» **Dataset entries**
* * * * *
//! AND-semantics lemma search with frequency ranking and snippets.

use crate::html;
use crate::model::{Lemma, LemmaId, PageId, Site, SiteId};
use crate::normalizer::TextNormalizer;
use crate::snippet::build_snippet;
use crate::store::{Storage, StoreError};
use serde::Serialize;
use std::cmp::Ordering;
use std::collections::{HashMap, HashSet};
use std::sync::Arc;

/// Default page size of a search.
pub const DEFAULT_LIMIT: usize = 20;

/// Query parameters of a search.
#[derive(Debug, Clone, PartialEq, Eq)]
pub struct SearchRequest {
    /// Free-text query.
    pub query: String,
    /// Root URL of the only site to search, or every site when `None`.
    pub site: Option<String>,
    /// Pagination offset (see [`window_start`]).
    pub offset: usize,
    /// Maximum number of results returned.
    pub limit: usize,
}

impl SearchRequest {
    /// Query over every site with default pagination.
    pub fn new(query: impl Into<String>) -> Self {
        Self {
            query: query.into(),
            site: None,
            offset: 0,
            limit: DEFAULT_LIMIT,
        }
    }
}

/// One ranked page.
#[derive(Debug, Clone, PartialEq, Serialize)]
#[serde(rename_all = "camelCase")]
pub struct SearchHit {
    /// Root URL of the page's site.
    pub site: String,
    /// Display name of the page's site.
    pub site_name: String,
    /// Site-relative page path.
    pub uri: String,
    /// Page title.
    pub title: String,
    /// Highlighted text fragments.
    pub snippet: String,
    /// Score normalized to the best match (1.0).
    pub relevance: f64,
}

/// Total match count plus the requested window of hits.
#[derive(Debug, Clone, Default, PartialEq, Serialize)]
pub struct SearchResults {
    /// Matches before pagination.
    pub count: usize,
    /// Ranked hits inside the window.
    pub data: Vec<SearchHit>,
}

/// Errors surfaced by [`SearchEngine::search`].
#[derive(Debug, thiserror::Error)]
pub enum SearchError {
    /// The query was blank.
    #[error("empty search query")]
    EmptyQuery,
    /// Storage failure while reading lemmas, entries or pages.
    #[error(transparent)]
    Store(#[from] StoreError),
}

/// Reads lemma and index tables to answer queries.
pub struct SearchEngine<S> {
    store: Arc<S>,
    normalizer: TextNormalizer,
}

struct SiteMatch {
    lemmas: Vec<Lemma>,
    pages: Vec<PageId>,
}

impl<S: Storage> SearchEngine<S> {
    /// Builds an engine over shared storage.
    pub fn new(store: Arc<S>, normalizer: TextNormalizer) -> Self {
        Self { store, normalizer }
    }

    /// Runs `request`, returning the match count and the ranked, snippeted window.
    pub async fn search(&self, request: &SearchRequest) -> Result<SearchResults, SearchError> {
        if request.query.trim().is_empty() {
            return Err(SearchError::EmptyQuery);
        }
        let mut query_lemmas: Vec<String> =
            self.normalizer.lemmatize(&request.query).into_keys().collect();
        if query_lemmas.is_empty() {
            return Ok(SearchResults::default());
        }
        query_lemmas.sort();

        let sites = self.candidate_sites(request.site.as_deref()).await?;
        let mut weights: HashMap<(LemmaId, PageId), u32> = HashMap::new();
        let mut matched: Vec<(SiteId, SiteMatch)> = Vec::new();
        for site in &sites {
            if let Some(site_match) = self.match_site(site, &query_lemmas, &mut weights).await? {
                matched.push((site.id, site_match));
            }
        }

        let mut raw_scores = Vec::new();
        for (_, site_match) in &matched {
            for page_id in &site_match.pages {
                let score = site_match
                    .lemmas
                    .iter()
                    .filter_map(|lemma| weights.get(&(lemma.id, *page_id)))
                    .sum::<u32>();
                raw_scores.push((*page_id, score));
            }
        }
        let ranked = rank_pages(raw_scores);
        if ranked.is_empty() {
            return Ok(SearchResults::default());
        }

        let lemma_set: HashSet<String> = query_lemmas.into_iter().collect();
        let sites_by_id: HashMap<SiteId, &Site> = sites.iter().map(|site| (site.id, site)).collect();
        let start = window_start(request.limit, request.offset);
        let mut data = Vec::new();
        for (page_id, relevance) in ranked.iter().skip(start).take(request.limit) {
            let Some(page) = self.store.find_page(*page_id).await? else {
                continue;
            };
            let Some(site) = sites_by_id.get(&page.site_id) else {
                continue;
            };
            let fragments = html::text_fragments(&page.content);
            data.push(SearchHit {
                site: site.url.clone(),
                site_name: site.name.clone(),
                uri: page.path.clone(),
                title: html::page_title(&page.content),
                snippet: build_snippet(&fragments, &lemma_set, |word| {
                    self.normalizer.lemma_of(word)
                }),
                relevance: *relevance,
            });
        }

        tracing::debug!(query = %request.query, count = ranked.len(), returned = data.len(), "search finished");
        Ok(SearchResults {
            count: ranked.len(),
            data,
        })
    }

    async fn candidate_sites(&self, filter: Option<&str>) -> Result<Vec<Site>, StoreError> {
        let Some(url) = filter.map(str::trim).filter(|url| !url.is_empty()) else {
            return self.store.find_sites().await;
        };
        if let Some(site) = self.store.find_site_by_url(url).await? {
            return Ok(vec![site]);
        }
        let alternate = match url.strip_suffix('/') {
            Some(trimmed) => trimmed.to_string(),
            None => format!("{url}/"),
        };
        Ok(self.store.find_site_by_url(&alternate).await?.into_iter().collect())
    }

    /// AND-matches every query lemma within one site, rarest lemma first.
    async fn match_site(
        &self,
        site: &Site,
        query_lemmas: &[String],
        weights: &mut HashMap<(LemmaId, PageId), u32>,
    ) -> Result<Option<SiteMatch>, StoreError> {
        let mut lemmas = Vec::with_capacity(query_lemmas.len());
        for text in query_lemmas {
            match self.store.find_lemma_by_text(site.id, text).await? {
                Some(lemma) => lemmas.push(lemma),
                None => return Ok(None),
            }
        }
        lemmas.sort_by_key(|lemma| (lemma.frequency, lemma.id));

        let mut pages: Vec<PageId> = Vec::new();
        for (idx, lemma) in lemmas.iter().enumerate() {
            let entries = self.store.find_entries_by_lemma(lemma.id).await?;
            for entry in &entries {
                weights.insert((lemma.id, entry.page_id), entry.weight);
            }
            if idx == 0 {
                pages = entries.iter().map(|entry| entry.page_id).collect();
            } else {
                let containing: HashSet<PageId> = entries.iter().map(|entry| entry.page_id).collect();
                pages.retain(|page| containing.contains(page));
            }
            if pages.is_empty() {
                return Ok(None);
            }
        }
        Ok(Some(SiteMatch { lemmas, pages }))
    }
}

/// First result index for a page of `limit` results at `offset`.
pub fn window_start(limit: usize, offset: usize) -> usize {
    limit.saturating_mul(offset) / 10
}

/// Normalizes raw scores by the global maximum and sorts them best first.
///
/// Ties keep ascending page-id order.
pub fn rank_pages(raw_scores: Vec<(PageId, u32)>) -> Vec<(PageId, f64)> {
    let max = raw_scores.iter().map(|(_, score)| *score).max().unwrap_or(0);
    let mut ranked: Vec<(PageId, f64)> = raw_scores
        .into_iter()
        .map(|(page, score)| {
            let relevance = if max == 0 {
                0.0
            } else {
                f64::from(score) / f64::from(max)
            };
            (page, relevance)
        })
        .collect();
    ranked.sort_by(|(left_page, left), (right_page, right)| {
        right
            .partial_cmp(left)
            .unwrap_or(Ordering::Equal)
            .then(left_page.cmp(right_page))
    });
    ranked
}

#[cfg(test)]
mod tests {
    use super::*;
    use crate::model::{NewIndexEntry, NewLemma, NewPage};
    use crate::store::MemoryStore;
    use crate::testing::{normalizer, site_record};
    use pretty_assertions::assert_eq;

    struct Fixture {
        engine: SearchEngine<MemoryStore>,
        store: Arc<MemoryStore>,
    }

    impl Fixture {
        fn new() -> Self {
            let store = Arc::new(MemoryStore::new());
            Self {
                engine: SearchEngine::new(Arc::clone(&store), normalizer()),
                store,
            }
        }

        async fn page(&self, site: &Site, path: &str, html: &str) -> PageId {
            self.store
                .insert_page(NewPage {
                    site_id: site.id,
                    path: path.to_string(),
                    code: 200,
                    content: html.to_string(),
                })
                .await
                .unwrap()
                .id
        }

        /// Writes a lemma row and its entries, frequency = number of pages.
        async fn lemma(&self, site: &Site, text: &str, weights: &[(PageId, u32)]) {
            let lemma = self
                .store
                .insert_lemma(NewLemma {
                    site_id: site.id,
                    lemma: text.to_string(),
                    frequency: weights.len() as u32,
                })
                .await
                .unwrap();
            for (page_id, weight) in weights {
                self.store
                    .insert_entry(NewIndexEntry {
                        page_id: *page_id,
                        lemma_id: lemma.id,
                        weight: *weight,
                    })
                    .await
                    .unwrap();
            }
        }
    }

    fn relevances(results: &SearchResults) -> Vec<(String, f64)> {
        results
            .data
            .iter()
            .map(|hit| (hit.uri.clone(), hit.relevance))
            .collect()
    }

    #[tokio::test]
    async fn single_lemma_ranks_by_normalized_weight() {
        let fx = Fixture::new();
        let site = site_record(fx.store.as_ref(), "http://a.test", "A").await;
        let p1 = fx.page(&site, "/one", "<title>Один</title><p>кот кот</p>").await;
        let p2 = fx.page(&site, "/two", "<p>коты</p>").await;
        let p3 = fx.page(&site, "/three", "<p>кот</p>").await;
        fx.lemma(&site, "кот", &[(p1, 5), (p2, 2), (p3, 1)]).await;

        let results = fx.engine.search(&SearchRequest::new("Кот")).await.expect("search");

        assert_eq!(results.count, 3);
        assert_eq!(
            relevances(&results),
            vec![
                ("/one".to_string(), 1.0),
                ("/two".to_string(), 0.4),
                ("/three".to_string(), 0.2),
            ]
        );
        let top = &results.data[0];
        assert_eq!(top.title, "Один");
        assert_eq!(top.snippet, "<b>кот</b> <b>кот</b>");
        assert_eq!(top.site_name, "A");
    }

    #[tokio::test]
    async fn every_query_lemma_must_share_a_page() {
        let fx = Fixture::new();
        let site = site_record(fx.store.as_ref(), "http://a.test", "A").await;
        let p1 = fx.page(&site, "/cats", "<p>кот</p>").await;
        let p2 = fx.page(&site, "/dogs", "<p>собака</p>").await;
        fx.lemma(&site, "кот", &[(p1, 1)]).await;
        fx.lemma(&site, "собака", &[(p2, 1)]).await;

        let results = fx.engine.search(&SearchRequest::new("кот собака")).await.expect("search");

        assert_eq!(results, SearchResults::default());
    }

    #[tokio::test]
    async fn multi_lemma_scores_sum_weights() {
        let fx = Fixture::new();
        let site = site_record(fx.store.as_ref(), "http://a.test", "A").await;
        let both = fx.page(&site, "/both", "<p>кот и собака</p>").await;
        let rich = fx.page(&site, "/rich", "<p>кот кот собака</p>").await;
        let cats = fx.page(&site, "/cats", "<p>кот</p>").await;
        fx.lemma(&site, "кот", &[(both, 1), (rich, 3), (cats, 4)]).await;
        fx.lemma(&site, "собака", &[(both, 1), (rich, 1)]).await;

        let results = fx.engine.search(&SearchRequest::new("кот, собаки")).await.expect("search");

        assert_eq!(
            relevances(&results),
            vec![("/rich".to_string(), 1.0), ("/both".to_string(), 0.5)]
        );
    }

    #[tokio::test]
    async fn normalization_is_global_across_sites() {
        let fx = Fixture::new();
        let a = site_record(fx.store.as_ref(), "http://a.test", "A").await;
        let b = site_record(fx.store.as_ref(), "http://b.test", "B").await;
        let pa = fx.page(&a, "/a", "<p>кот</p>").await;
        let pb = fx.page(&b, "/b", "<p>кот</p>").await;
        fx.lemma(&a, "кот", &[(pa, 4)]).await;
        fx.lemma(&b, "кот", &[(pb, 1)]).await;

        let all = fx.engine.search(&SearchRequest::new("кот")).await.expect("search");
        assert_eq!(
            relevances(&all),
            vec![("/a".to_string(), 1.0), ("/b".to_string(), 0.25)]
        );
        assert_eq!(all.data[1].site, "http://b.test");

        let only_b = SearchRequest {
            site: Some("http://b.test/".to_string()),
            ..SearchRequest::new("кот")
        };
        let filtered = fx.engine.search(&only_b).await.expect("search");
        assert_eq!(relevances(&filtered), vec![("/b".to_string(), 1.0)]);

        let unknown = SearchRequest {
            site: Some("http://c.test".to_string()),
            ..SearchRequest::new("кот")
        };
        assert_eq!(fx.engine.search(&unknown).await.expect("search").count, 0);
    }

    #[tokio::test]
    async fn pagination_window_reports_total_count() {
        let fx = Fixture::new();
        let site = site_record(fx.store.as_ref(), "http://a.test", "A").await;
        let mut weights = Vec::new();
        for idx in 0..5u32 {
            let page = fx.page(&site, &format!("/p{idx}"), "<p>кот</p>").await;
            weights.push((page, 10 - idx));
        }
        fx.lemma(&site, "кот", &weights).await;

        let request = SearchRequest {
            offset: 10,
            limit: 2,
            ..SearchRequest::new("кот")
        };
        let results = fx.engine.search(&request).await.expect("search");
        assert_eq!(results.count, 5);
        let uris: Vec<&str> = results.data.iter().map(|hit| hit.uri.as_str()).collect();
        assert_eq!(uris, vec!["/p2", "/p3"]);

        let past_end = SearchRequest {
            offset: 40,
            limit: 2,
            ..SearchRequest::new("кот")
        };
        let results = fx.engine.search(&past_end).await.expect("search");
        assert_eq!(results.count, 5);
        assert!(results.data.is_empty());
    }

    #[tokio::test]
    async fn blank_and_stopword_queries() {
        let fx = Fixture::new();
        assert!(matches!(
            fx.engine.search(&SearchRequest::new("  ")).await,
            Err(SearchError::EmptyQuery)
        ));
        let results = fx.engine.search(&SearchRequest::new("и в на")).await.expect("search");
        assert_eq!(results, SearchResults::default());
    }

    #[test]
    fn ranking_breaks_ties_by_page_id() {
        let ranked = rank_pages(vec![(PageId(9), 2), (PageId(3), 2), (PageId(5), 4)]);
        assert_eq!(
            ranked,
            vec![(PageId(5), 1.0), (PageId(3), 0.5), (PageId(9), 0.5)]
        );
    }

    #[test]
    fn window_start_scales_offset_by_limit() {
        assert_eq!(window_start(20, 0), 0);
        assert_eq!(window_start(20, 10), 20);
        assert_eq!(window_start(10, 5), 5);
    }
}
* * * * *
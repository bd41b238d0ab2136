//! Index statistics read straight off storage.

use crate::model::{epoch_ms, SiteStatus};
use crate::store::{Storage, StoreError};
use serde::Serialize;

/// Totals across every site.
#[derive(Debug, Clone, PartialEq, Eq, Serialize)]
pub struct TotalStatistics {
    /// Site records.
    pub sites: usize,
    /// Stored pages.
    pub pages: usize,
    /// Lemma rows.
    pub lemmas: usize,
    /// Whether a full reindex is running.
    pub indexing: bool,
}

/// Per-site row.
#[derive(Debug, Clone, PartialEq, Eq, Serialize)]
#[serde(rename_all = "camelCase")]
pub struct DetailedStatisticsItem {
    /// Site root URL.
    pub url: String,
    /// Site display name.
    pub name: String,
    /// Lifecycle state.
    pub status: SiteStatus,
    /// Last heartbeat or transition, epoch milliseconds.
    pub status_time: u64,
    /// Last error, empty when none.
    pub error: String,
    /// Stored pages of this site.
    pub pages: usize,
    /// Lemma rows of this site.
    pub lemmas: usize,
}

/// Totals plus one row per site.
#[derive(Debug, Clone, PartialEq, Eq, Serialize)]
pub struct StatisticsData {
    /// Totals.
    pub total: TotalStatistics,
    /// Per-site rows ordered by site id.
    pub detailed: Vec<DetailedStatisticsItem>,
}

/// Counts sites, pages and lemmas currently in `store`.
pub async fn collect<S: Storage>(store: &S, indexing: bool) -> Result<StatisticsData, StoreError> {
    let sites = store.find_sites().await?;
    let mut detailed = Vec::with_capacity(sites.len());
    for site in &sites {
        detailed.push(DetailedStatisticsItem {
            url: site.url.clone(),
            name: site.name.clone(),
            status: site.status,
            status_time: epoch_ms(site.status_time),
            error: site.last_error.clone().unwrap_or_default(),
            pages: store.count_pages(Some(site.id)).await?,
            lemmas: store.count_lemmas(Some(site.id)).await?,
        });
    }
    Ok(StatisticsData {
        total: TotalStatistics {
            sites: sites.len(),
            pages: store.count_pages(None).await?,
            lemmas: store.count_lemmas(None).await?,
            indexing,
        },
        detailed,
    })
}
* * * * *
» **WHAT IS REQUIRED**
Take the stretch of lines above from the one containing "transition, epoch milliseconds." through the one containing "Counts sites, pages" and repeat it exactly, adding no other line.

» **YOUR RESPONSE**
    /// Last heartbeat or transition, epoch milliseconds.
    pub status_time: u64,
    /// Last error, empty when none.
    pub error: String,
    /// Stored pages of this site.
    pub pages: usize,
    /// Lemma rows of this site.
    pub lemmas: usize,
}

/// Totals plus one row per site.
#[derive(Debug, Clone, PartialEq, Eq, Serialize)]
pub struct StatisticsData {
    /// Totals.
    pub total: TotalStatistics,
    /// Per-site rows ordered by site id.
    pub detailed: Vec<DetailedStatisticsItem>,
}

/// Counts sites, pages and lemmas currently in `store`.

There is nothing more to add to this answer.